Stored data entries

::::

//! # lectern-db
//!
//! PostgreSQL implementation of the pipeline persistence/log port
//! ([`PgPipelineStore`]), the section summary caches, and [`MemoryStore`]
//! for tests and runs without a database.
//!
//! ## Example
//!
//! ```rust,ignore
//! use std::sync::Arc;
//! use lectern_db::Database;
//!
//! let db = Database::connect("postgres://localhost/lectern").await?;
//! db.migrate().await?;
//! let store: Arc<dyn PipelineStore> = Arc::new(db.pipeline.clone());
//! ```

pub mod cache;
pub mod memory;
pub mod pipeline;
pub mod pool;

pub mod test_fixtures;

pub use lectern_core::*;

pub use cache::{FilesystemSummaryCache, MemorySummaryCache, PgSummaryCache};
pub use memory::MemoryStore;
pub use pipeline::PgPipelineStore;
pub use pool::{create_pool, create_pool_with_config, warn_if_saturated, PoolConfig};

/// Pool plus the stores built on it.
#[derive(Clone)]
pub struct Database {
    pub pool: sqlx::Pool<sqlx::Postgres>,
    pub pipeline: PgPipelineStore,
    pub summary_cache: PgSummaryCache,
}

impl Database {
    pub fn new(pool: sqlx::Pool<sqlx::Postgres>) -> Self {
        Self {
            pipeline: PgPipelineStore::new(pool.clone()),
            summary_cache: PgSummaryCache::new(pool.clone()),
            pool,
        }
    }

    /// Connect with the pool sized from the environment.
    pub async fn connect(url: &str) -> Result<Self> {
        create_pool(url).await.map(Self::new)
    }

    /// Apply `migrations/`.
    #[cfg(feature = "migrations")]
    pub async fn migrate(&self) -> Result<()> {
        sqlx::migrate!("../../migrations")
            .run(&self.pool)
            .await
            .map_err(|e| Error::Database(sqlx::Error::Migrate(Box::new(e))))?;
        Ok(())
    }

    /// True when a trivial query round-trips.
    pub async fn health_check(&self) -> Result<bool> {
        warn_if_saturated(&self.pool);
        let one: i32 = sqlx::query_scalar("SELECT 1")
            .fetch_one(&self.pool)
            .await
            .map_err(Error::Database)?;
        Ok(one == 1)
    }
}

::::

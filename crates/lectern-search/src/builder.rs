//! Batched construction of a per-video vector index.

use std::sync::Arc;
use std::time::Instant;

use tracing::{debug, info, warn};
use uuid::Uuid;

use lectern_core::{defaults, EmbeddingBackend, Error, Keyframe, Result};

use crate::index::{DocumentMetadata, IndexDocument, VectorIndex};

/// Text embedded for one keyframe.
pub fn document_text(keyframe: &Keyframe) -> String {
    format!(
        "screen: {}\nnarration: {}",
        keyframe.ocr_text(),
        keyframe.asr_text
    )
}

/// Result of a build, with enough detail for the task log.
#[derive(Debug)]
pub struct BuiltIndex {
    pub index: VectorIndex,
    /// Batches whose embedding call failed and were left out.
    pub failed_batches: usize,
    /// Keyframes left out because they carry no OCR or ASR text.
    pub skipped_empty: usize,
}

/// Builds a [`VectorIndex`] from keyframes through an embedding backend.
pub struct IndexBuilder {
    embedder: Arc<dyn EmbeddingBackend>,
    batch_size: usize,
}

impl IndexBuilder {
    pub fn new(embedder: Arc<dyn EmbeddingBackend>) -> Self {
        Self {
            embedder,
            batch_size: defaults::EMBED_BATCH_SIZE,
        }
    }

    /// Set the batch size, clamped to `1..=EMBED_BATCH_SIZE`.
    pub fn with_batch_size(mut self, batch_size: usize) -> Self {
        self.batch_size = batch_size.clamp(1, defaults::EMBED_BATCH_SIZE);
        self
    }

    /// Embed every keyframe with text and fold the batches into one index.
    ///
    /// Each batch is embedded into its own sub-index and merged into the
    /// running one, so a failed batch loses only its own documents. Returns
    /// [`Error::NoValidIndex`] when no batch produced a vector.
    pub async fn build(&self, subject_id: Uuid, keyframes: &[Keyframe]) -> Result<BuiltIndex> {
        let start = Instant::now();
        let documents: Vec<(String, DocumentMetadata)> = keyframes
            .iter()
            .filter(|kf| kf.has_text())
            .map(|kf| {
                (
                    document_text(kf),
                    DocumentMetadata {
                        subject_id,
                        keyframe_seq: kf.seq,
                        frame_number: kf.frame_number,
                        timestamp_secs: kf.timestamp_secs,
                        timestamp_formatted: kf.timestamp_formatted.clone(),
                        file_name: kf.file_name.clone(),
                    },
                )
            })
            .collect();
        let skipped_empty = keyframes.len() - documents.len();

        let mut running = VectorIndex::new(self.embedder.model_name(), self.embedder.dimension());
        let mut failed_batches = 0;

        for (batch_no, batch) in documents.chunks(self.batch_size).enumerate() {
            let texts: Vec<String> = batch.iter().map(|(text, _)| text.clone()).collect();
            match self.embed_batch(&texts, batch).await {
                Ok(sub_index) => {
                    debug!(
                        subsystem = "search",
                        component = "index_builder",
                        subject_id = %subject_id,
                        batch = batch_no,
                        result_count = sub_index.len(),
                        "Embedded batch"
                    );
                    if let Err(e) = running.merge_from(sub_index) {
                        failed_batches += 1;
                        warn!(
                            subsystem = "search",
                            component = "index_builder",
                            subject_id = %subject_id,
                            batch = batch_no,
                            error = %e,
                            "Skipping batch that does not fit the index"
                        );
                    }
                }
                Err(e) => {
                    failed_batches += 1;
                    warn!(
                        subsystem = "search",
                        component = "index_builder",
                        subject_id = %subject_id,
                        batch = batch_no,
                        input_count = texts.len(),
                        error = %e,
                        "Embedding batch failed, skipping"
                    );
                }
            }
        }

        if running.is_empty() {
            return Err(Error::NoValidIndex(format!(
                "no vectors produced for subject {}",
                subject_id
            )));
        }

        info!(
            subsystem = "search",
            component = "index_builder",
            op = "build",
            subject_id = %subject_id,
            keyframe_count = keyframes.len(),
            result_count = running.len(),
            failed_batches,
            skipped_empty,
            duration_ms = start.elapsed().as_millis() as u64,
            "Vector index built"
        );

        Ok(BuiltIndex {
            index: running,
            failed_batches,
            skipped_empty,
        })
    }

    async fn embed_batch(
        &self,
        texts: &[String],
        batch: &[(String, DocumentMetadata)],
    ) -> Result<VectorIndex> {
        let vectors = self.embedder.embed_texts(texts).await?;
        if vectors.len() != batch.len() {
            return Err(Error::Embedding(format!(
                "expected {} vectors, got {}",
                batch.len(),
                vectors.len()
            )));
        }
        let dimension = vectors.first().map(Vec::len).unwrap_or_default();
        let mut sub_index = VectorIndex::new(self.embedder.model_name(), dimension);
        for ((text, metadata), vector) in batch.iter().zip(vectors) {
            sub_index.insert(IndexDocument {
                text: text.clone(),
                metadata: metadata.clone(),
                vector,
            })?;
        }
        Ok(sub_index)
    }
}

::::

* [EXERCISE]: Copy out, exactly and alone, the lines of the entries above between the ones holding "pub async fn connect(url: &str)" and "let one: i32", inclusive.

* [WORKED SOLUTION]:
    pub async fn connect(url: &str) -> Result<Self> {
        create_pool(url).await.map(Self::new)
    }

    /// Apply `migrations/`.
    #[cfg(feature = "migrations")]
    pub async fn migrate(&self) -> Result<()> {
        sqlx::migrate!("../../migrations")
            .run(&self.pool)
            .await
            .map_err(|e| Error::Database(sqlx::Error::Migrate(Box::new(e))))?;
        Ok(())
    }

    /// True when a trivial query round-trips.
    pub async fn health_check(&self) -> Result<bool> {
        warn_if_saturated(&self.pool);
        let one: i32 = sqlx::query_scalar("SELECT 1")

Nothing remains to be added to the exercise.